Saved data entries:
Segment Open

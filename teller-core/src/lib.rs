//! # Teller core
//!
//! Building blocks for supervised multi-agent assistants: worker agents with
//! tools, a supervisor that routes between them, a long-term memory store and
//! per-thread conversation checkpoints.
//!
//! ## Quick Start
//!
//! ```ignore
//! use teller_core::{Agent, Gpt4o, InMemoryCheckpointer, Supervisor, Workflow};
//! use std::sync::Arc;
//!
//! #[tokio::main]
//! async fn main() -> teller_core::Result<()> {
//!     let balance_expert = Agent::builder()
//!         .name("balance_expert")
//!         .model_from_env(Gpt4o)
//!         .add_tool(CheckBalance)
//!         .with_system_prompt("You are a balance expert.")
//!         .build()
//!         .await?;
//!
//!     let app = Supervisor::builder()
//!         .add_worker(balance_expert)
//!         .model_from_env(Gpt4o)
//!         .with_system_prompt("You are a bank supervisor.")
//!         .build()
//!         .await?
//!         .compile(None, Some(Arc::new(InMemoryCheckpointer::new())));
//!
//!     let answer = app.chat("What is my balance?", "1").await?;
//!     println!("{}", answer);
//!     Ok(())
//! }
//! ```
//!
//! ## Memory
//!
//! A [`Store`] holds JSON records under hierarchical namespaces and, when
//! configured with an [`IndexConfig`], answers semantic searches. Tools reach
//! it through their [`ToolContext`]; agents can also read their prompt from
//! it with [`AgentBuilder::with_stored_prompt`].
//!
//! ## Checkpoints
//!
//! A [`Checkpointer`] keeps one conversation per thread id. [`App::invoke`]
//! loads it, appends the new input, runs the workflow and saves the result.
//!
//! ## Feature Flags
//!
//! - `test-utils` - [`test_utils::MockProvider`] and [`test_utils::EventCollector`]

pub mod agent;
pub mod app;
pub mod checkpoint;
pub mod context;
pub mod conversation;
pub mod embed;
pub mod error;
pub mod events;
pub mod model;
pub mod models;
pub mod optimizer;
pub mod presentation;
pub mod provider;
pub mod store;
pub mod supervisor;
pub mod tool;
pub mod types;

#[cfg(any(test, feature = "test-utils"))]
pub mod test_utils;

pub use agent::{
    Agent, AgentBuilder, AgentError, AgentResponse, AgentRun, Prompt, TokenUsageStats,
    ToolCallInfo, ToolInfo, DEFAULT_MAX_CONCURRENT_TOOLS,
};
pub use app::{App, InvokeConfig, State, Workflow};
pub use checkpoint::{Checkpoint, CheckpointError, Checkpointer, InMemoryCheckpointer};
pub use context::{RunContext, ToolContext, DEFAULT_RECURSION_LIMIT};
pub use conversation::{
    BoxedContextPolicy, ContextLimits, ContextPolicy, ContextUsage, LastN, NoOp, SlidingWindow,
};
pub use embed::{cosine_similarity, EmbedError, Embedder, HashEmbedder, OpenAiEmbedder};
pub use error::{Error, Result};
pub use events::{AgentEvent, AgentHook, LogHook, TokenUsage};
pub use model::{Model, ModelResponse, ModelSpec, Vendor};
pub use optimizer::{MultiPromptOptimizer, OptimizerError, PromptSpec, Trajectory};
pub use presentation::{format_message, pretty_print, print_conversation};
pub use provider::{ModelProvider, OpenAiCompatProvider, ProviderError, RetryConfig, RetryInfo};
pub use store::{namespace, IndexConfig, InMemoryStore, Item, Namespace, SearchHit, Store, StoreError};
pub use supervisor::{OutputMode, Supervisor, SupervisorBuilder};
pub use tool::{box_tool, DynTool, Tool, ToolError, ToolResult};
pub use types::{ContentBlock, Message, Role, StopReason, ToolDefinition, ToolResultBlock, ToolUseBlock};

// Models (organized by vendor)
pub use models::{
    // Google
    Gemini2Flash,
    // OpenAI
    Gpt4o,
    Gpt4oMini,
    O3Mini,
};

Segment Closed

» TASK STATEMENT:
The entries listed above are to be output exactly. Leave none out.

» ANSWER SPACE:
filename teller-core/src/lib.rs
//! # Teller core
//!
//! Building blocks for supervised multi-agent assistants: worker agents with
//! tools, a supervisor that routes between them, a long-term memory store and
//! per-thread conversation checkpoints.
//!
//! ## Quick Start
//!
//! ```ignore
//! use teller_core::{Agent, Gpt4o, InMemoryCheckpointer, Supervisor, Workflow};
//! use std::sync::Arc;
//!
//! #[tokio::main]
//! async fn main() -> teller_core::Result<()> {
//!     let balance_expert = Agent::builder()
//!         .name("balance_expert")
//!         .model_from_env(Gpt4o)
//!         .add_tool(CheckBalance)
//!         .with_system_prompt("You are a balance expert.")
//!         .build()
//!         .await?;
//!
//!     let app = Supervisor::builder()
//!         .add_worker(balance_expert)
//!         .model_from_env(Gpt4o)
//!         .with_system_prompt("You are a bank supervisor.")
//!         .build()
//!         .await?
//!         .compile(None, Some(Arc::new(InMemoryCheckpointer::new())));
//!
//!     let answer = app.chat("What is my balance?", "1").await?;
//!     println!("{}", answer);
//!     Ok(())
//! }
//! ```
//!
//! ## Memory
//!
//! A [`Store`] holds JSON records under hierarchical namespaces and, when
//! configured with an [`IndexConfig`], answers semantic searches. Tools reach
//! it through their [`ToolContext`]; agents can also read their prompt from
//! it with [`AgentBuilder::with_stored_prompt`].
//!
//! ## Checkpoints
//!
//! A [`Checkpointer`] keeps one conversation per thread id. [`App::invoke`]
//! loads it, appends the new input, runs the workflow and saves the result.
//!
//! ## Feature Flags
//!
//! - `test-utils` - [`test_utils::MockProvider`] and [`test_utils::EventCollector`]

pub mod agent;
pub mod app;
pub mod checkpoint;
pub mod context;
pub mod conversation;
pub mod embed;
pub mod error;
pub mod events;
pub mod model;
pub mod models;
pub mod optimizer;
pub mod presentation;
pub mod provider;
pub mod store;
pub mod supervisor;
pub mod tool;
pub mod types;

#[cfg(any(test, feature = "test-utils"))]
pub mod test_utils;

pub use agent::{
    Agent, AgentBuilder, AgentError, AgentResponse, AgentRun, Prompt, TokenUsageStats,
    ToolCallInfo, ToolInfo, DEFAULT_MAX_CONCURRENT_TOOLS,
};
pub use app::{App, InvokeConfig, State, Workflow};
pub use checkpoint::{Checkpoint, CheckpointError, Checkpointer, InMemoryCheckpointer};
pub use context::{RunContext, ToolContext, DEFAULT_RECURSION_LIMIT};
pub use conversation::{
    BoxedContextPolicy, ContextLimits, ContextPolicy, ContextUsage, LastN, NoOp, SlidingWindow,
};
pub use embed::{cosine_similarity, EmbedError, Embedder, HashEmbedder, OpenAiEmbedder};
pub use error::{Error, Result};
pub use events::{AgentEvent, AgentHook, LogHook, TokenUsage};
pub use model::{Model, ModelResponse, ModelSpec, Vendor};
pub use optimizer::{MultiPromptOptimizer, OptimizerError, PromptSpec, Trajectory};
pub use presentation::{format_message, pretty_print, print_conversation};
pub use provider::{ModelProvider, OpenAiCompatProvider, ProviderError, RetryConfig, RetryInfo};
pub use store::{namespace, IndexConfig, InMemoryStore, Item, Namespace, SearchHit, Store, StoreError};
pub use supervisor::{OutputMode, Supervisor, SupervisorBuilder};
pub use tool::{box_tool, DynTool, Tool, ToolError, ToolResult};
pub use types::{ContentBlock, Message, Role, StopReason, ToolDefinition, ToolResultBlock, ToolUseBlock};

// Models (organized by vendor)
pub use models::{
    // Google
    Gemini2Flash,
    // OpenAI
    Gpt4o,
    Gpt4oMini,
    O3Mini,
};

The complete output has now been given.